2. The exon encoding the Aβ region were flanked with loxP sites (Supplementary Fig. 1A). Upon induction of Cre expression with tamoxifen, APP levels were completely suppressed in tamoxifen- treated hAβ-KI/CreERT2 mice versus PBS-treated hAβ-KI/CreERT2 (Supplementary Fig. 2 and 8).

Why deletion of Aβ region completely suppressed the APP accumulation was not explained. In addition, it will be interesting to know whether suppression of APP expression in hAβ-KI mice display phenotypes of APP knockout mice?

(6)

We thank the reviewer for this comment and for suggesting the interesting experiment to compare phenotypes in non-conditional and conditional App KO mice. We have added a potential explanation in the text (please see page 4) as to why levels of App are decreased following expression of CRE, due to removal of the Aβ encoding exon that results in an out-of-frame downstream mRNA and have added new data in supplementary figure 1F. We agree it would be interesting to compare our mice with (non-conditional) APP-KO mice, although this was not the focus of the current report. Because the hAβ-KI line is a conditional APP-KO mice, different phenotypes observed in these compared to a non-conditional APP-KO mice might arise due to a requirement for APP during development or due to compensatory gene expression resulting from loss of APP during development, or both (e.g. please see Müller et al., Nat Reviews 2017;

Nicolas and Hassan. Development 2014 and Ramaker et al., Frontiers in Mol Neurosci 2016). Future experiments will be conducted to address this issue.

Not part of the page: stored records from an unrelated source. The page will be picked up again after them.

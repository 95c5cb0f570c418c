use super::super::{
    BatchConfig, CacheConfig, CheckpointConfig, CircuitBreakerConfig, ClassifierConfig,
    MemoryConfig, RateLimitConfig, resilience::default_rate_limits,
};
use crate::error::ConfigError;
use anyhow::Result;
use directories::UserDirs;
use serde::{Deserialize, Serialize};
use std::collections::BTreeMap;
use std::path::PathBuf;

#[derive(Debug, Clone, Serialize, Deserialize)]
pub struct Config {
    /// Path to config.toml - computed from home, not serialized
    #[serde(skip)]
    pub config_path: PathBuf,

    /// Default tracing filter when `RUST_LOG` is unset
    #[serde(default = "default_log_level")]
    pub log_level: String,

    #[serde(default)]
    pub classifier: ClassifierConfig,

    #[serde(default)]
    pub circuit_breaker: CircuitBreakerConfig,

    /// Pacing profiles keyed by service name; unknown services fall back to `default`
    #[serde(default = "default_rate_limits")]
    pub rate_limits: BTreeMap<String, RateLimitConfig>,

    #[serde(default)]
    pub cache: CacheConfig,

    #[serde(default)]
    pub memory: MemoryConfig,

    #[serde(default)]
    pub batch: BatchConfig,

    #[serde(default)]
    pub checkpoints: CheckpointConfig,
}

fn default_log_level() -> String {
    "info".into()
}

pub(super) fn prlens_dir() -> PathBuf {
    let home = UserDirs::new().map_or_else(|| PathBuf::from("."), |u| u.home_dir().to_path_buf());
    home.join(".prlens")
}

impl Default for Config {
    fn default() -> Self {
        Self {
            config_path: prlens_dir().join("config.toml"),
            log_level: default_log_level(),
            classifier: ClassifierConfig::default(),
            circuit_breaker: CircuitBreakerConfig::default(),
            rate_limits: default_rate_limits(),
            cache: CacheConfig::default(),
            memory: MemoryConfig::default(),
            batch: BatchConfig::default(),
            checkpoints: CheckpointConfig::default(),
        }
    }
}

impl Config {
    /// Checkpoint directory with `~` and `$VARS` expanded.
    pub fn checkpoint_dir(&self) -> PathBuf {
        match shellexpand::full(&self.checkpoints.dir) {
            Ok(expanded) => PathBuf::from(expanded.as_ref()),
            Err(_) => PathBuf::from(shellexpand::tilde(&self.checkpoints.dir).as_ref()),
        }
    }

    pub fn validate(&self) -> Result<()> {
        let checks = || -> Result<()> {
            self.circuit_breaker.validate()?;
            for (service, limits) in &self.rate_limits {
                limits.validate(service)?;
            }
            self.memory.validate()?;
            self.batch.validate()?;
            if self.cache.max_entries == 0 {
                anyhow::bail!("cache.max_entries must be >= 1");
            }
            if !(0.0..=2.0).contains(&self.classifier.temperature) {
                anyhow::bail!("classifier.temperature must be in [0.0, 2.0]");
            }
            Ok(())
        };
        checks().map_err(|e| ConfigError::Validation(e.to_string()).into())
    }

    /// Returns `true` when no API key is available from the file or the environment.
    pub fn needs_api_key(&self) -> bool {
        if std::env::var("PRLENS_API_KEY").is_ok_and(|key| !key.is_empty()) {
            return false;
        }
        self.classifier
            .api_key
            .as_deref()
            .is_none_or(|key| key.trim().is_empty())
    }
}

3. They showed that soluble Aβ40 and Aβ42 levels decreased during aging, while insoluble Aβ levels increased with aging (Fig. 2A1-A4). How soluble and insoluble is defined and measured were not described. What is the nature of the insoluble Aβ?

We apologize for the omission. This information has been added to the methods section (please see page 19)

4. They claimed that age-dependent increase in Aβ deposits is observed in hAβ-KI mice and recognized with 6E10 antibody at 2-, 6-,10-,14-,18- and 22- months of age (Fig 2C-D). However, the image of Aβ deposits is not clear to indicate the location and morphology of the Aβ deposits. A better- quality image will help clear the issue. Since no evidence of thioflavin-S or Congo red-positive deposits (Supplementary Fig. 6A, B), they are not Aβ plaque. Then, what is the nature of the Aβ deposits? Is it intracellular or extracellular accumulation? What is composition of the accumulation?

Is it mixture of Aβ42 or Aβ40 or dominated by one species? Whether they are oligomer or higher molecular aggregation? Whether accumulation of microglia and activated astrocytes are associated with the Aβ deposits?

To address the reviewer’s questions, we have added new images and details about Aβ pathology in the hAβ- KI mice (please, see supplementary figure 6). As showed in the supplementary figure 6 (A1a, A2a and A3a) intraneuronal stain with 6E10 is detected. In addition, western-blot with Aβ40 and Aβ42 antibodies showed different pools of Aβ oligomers at low and high molecular weight (please, see supplementary figure 4).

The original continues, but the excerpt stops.